→ **Task item**:
Your response should reproduce every line of the entries that contains the word "operator".

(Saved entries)
= = = =

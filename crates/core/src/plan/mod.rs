pub use self::expression::{Evaluator, Expression};
pub use self::options::{ModifyOptions, OptionsSource};
pub use self::ranges::{Bound, BoundValue, RangeCondition};

mod expression;
mod options;
mod ranges;

use crate::cluster::ShardId;
use crate::dbs::RegisterId;
use crate::kvs::IndexDef;
use serde::{Deserialize, Serialize};

/// One key of a sort or merge order.
#[derive(Clone, Copy, Debug, Serialize, Deserialize)]
#[serde(rename_all = "camelCase")]
pub struct SortKey {
	pub reg: RegisterId,
	pub ascending: bool,
}

impl SortKey {
	pub fn asc(reg: RegisterId) -> Self {
		Self {
			reg,
			ascending: true,
		}
	}

	pub fn desc(reg: RegisterId) -> Self {
		Self {
			reg,
			ascending: false,
		}
	}
}

/// One grouped register pair of an aggregation: the input register the
/// group key is read from, and the output register it is written to.
#[derive(Clone, Copy, Debug, Serialize, Deserialize)]
#[serde(rename_all = "camelCase")]
pub struct GroupPair {
	pub in_reg: RegisterId,
	pub out_reg: RegisterId,
}

/// A register collected under a name by a keep-variables aggregation.
#[derive(Clone, Debug, Serialize, Deserialize)]
#[serde(rename_all = "camelCase")]
pub struct NamedRegister {
	pub name: String,
	pub reg: RegisterId,
}

/// How an aggregation materializes each finished group.
#[derive(Clone, Debug, Default, Serialize, Deserialize)]
#[serde(tag = "mode", rename_all = "camelCase")]
pub enum AggregateMode {
	/// Only the group keys are emitted
	#[default]
	GroupsOnly,
	/// The group length is emitted into the out register
	Count,
	/// One register of the grouped rows is concatenated into an array
	#[serde(rename_all = "camelCase")]
	Expression {
		reg: RegisterId,
	},
	/// The grouped rows are collected as one object per row, keyed by
	/// variable name
	Variables {
		variables: Vec<NamedRegister>,
	},
}

/// A node of the compiled operator tree, as handed over by the planner.
///
/// `nr_regs` is the register layout per depth; the node's own output width
/// is `nr_regs[depth]`. `regs_to_clear` names the registers no operator
/// further downstream reads, erased from every block this node returns.
#[derive(Clone, Debug, Serialize, Deserialize)]
#[serde(rename_all = "camelCase")]
pub struct Node {
	pub id: u32,
	pub depth: usize,
	pub nr_regs: Vec<usize>,
	#[serde(default)]
	pub regs_to_clear: Vec<RegisterId>,
	#[serde(flatten)]
	pub kind: NodeKind,
	#[serde(default)]
	pub dependencies: Vec<Node>,
}

impl Node {
	/// The width of the blocks this node produces.
	pub fn width(&self) -> usize {
		self.nr_regs.get(self.depth).copied().unwrap_or_default()
	}
}

/// The operator-specific payload of a plan node.
#[derive(Clone, Debug, Serialize, Deserialize)]
#[serde(tag = "type")]
pub enum NodeKind {
	/// Yields exactly one row carrying the query's input binding
	Singleton,
	/// Full collection scan
	#[serde(rename_all = "camelCase")]
	EnumerateCollection {
		collection: String,
		out_reg: RegisterId,
		#[serde(default)]
		random: bool,
	},
	/// Expansion of an array-like register into one row per element
	#[serde(rename_all = "camelCase")]
	EnumerateList {
		in_reg: RegisterId,
		out_reg: RegisterId,
	},
	/// Index scan over a disjunction of attribute range conjunctions
	#[serde(rename_all = "camelCase")]
	IndexRange {
		collection: String,
		index: IndexDef,
		ranges: Vec<Vec<RangeCondition>>,
		out_reg: RegisterId,
		#[serde(default)]
		reverse: bool,
	},
	/// Per-row expression evaluation into an output register
	#[serde(rename_all = "camelCase")]
	Calculation {
		expression: Expression,
		out_reg: RegisterId,
		/// When set, the expression only runs while this boolean register
		/// is true; otherwise null is emitted
		#[serde(default)]
		condition_reg: Option<RegisterId>,
	},
	/// Predicate on a boolean register
	#[serde(rename_all = "camelCase")]
	Filter {
		in_reg: RegisterId,
	},
	/// Per-outer-row execution of an inner plan into a docvec register
	#[serde(rename_all = "camelCase")]
	Subquery {
		subquery: Box<Node>,
		out_reg: RegisterId,
		/// The planner determined the inner plan is constant and
		/// deterministic, so its first result may be reused
		#[serde(default)]
		constant: bool,
	},
	/// Grouping of consecutive runs of equal group keys
	#[serde(rename_all = "camelCase")]
	Aggregate {
		groups: Vec<GroupPair>,
		#[serde(default)]
		out_reg: Option<RegisterId>,
		#[serde(default)]
		mode: AggregateMode,
	},
	/// Fully blocking sort
	#[serde(rename_all = "camelCase")]
	Sort {
		keys: Vec<SortKey>,
		#[serde(default)]
		stable: bool,
	},
	/// Offset/limit window with optional full-count accounting
	#[serde(rename_all = "camelCase")]
	Limit {
		offset: usize,
		limit: usize,
		#[serde(default)]
		full_count: bool,
	},
	/// Strips the row down to the single result register
	#[serde(rename_all = "camelCase")]
	Return {
		in_reg: RegisterId,
	},
	/// Document removal
	#[serde(rename_all = "camelCase")]
	Remove {
		collection: String,
		in_reg: RegisterId,
		#[serde(default)]
		options: OptionsSource,
		#[serde(default)]
		out_reg: Option<RegisterId>,
	},
	/// Document insertion
	#[serde(rename_all = "camelCase")]
	Insert {
		collection: String,
		in_reg: RegisterId,
		#[serde(default)]
		options: OptionsSource,
		#[serde(default)]
		out_reg: Option<RegisterId>,
	},
	/// Patch merge into existing documents
	#[serde(rename_all = "camelCase")]
	Update {
		collection: String,
		in_reg: RegisterId,
		/// A separate key variable, when the plan supplies one
		#[serde(default)]
		key_reg: Option<RegisterId>,
		#[serde(default)]
		options: OptionsSource,
		#[serde(default)]
		out_reg: Option<RegisterId>,
	},
	/// Wholesale document replacement
	#[serde(rename_all = "camelCase")]
	Replace {
		collection: String,
		in_reg: RegisterId,
		#[serde(default)]
		key_reg: Option<RegisterId>,
		#[serde(default)]
		options: OptionsSource,
		#[serde(default)]
		out_reg: Option<RegisterId>,
	},
	/// Coordinator-side merge of per-shard streams
	#[serde(rename_all = "camelCase")]
	Gather {
		#[serde(default)]
		sort_keys: Vec<SortKey>,
	},
	/// DB-server-side replication of one stream to every client
	#[serde(rename_all = "camelCase")]
	Scatter {
		clients: Vec<ShardId>,
	},
	/// DB-server-side partitioning of one stream by shard key
	#[serde(rename_all = "camelCase")]
	Distribute {
		collection: String,
		clients: Vec<ShardId>,
		in_reg: RegisterId,
		#[serde(default)]
		create_keys: bool,
	},
	/// Shim for an upstream sub-plan executing on a peer DB-server
	#[serde(rename_all = "camelCase")]
	Remote {
		server: String,
		#[serde(default)]
		own_name: String,
		query_id: String,
	},
}

impl NodeKind {
	/// Whether this node writes to a collection.
	pub fn is_modification(&self) -> bool {
		matches!(
			self,
			NodeKind::Remove {
				..
			} | NodeKind::Insert {
				..
			} | NodeKind::Update {
				..
			} | NodeKind::Replace {
				..
			}
		)
	}
}

#[cfg(test)]
mod tests {
	use super::*;

	#[test]
	fn nodes_round_trip_through_json() {
		let node = Node {
			id: 3,
			depth: 1,
			nr_regs: vec![1, 2],
			regs_to_clear: vec![0],
			kind: NodeKind::Limit {
				offset: 10,
				limit: 5,
				full_count: true,
			},
			dependencies: vec![Node {
				id: 2,
				depth: 1,
				nr_regs: vec![1, 2],
				regs_to_clear: vec![],
				kind: NodeKind::EnumerateList {
					in_reg: 0,
					out_reg: 1,
				},
				dependencies: vec![],
			}],
		};
		let encoded = serde_json::to_value(&node).unwrap();
		assert_eq!(encoded["type"], "Limit");
		assert_eq!(encoded["fullCount"], true);
		let decoded: Node = serde_json::from_value(encoded).unwrap();
		assert_eq!(decoded.width(), 2);
		assert!(matches!(decoded.kind, NodeKind::Limit { limit: 5, .. }));
	}
}
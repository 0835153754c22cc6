use crate::err::Error;
use std::fmt;

/// The reason why a context stopped being usable
#[derive(Clone, Copy, Debug, Eq, PartialEq)]
pub enum Reason {
	/// The query deadline was reached
	Timedout,
	/// The query was killed by an outside actor
	Killed,
}

impl fmt::Display for Reason {
	fn fmt(&self, f: &mut fmt::Formatter) -> fmt::Result {
		match self {
			Reason::Timedout => write!(f, "Query timed out"),
			Reason::Killed => write!(f, "Query killed"),
		}
	}
}

impl From<Reason> for Error {
	fn from(_: Reason) -> Self {
		Error::QueryKilled
	}
}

= = = =

→ **Task output**:
/// A node of the compiled operator tree, as handed over by the planner.
/// is `nr_regs[depth]`. `regs_to_clear` names the registers no operator
/// The operator-specific payload of a plan node.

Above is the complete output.